In the entries below, return only the line containing "pub mod ingest;" and those after it, exactly, through the last line.
+++ Dataset excerpts +++
//! LoRa Telemetry Bridge
//!
//! Receives short telemetry packets over a long-range, low-bandwidth radio
//! link and republishes them onto an MQTT message bus for a home-automation
//! platform, announcing its sensors for auto-discovery along the way.
//!
//! # Architecture
//!
//! ```text
//! ┌──────────────────────────────────────────────────────────────────┐
//! │                         IngestLoop                               │
//! ├──────────────────────────────────────────────────────────────────┤
//! │                                                                  │
//! │  ┌────────────┐   ┌────────────────────┐   ┌─────────────────┐  │
//! │  │ RadioLink  │──►│ forward + signal   │──►│ BusSession      │  │
//! │  │ (trait)    │   │ record             │   │ (MQTT)          │  │
//! │  └────────────┘   └────────────────────┘   └─────────────────┘  │
//! │                                                 ▲       ▲        │
//! │  ┌─────────────────────┐                        │       │        │
//! │  │ NetworkSupervisor   │── gates connects ──────┘       │        │
//! │  └─────────────────────┘                                │        │
//! │  ┌─────────────────────┐                                │        │
//! │  │ DiscoveryPublisher  │── retained descriptors ────────┘        │
//! │  └─────────────────────┘                                         │
//! │                                                                  │
//! └──────────────────────────────────────────────────────────────────┘
//!            ▲
//!            │ reads endpoint / credentials
//!   ┌─────────────────┐        ┌──────────────────────────────┐
//!   │ ConfigStore     │◄───────│ settings endpoint (separate  │
//!   │ (namespaced)    │  merge │ task, restart after save)    │
//!   └─────────────────┘        └──────────────────────────────┘
//! ```
//!
//! The loop is the single scheduling authority: every component is invoked
//! synchronously from it, one tick at a time. The radio is polled every
//! tick no matter what state the network or broker session is in, so a
//! reconnect never costs an inbound frame its poll slot.
//!
//! # Failure policy
//!
//! Transient link failures (radio, network, broker) are retried forever
//! and never terminate the loop. An unconfigured bus endpoint is a
//! feature switch, not an error: the bridge keeps ingesting and logging
//! with every publish skipped. Storage read faults degrade to compiled-in
//! defaults; write faults surface to the settings endpoint.

#![warn(missing_docs)]
#![warn(rustdoc::missing_crate_level_docs)]

pub mod bus;
pub mod config;
pub mod discovery;
pub mod error;
pub mod ingest;
pub mod net;
pub mod radio;
pub mod store;
pub mod telemetry;

// Re-exports for convenience
pub use bus::{BusLink, BusSession, MockBus, MqttLink, SessionState, SessionStats};
pub use config::{
    BridgeConfig, BridgeConfigBuilder, BusSettings, NetworkSettings, RadioSettings,
    ReconnectConfig, Topics,
};
pub use discovery::{DiscoveryPublisher, SensorCategory, SensorDescriptor, ValuePath, SENSORS};
pub use error::{BridgeError, Result};
pub use ingest::{IngestLoop, IngestStats, LoopExit, LoopHandle};
pub use net::{
    DriverStatus, HostNetwork, LinkState, MockWireless, NetworkMode, NetworkSupervisor,
    WirelessDriver,
};
pub use radio::{MockRadio, RadioFrame, RadioLink, UdpRadio};
pub use store::{ConfigPatch, ConfigStore};
pub use telemetry::{DeviceStatusRecord, SensorReading, SignalRecord, Watermeter};

// Compiled-in defaults re-exports
pub use config::{
    DEFAULT_BUS_PORT, DEFAULT_FREQUENCY_HZ, DEFAULT_ISOLATION_CODE, DEFAULT_REPORT_INTERVAL,
    DEVICE_TYPE, FALLBACK_AP_PSK, FALLBACK_AP_SSID,
};

/// Crate version
pub const VERSION: &str = env!("CARGO_PKG_VERSION");

#[cfg(test)]
mod tests {
    use super::*;

    #[test]
    fn test_version() {
        assert!(!VERSION.is_empty());
    }

    #[test]
    fn test_constants() {
        assert_eq!(DEVICE_TYPE, "lora-gateway");
        assert_eq!(DEFAULT_ISOLATION_CODE, 0xF3);
        assert_eq!(DEFAULT_FREQUENCY_HZ, 866_000_000);
    }
}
+++
Answer box >>
pub mod ingest;
pub mod net;
pub mod radio;
pub mod store;
pub mod telemetry;

// Re-exports for convenience
pub use bus::{BusLink, BusSession, MockBus, MqttLink, SessionState, SessionStats};
pub use config::{
    BridgeConfig, BridgeConfigBuilder, BusSettings, NetworkSettings, RadioSettings,
    ReconnectConfig, Topics,
};
pub use discovery::{DiscoveryPublisher, SensorCategory, SensorDescriptor, ValuePath, SENSORS};
pub use error::{BridgeError, Result};
pub use ingest::{IngestLoop, IngestStats, LoopExit, LoopHandle};
pub use net::{
    DriverStatus, HostNetwork, LinkState, MockWireless, NetworkMode, NetworkSupervisor,
    WirelessDriver,
};
pub use radio::{MockRadio, RadioFrame, RadioLink, UdpRadio};
pub use store::{ConfigPatch, ConfigStore};
pub use telemetry::{DeviceStatusRecord, SensorReading, SignalRecord, Watermeter};

// Compiled-in defaults re-exports
pub use config::{
    DEFAULT_BUS_PORT, DEFAULT_FREQUENCY_HZ, DEFAULT_ISOLATION_CODE, DEFAULT_REPORT_INTERVAL,
    DEVICE_TYPE, FALLBACK_AP_PSK, FALLBACK_AP_SSID,
};

/// Crate version
pub const VERSION: &str = env!("CARGO_PKG_VERSION");

#[cfg(test)]
mod tests {
    use super::*;

    #[test]
    fn test_version() {
        assert!(!VERSION.is_empty());
    }

    #[test]
    fn test_constants() {
        assert_eq!(DEVICE_TYPE, "lora-gateway");
        assert_eq!(DEFAULT_ISOLATION_CODE, 0xF3);
        assert_eq!(DEFAULT_FREQUENCY_HZ, 866_000_000);
    }
}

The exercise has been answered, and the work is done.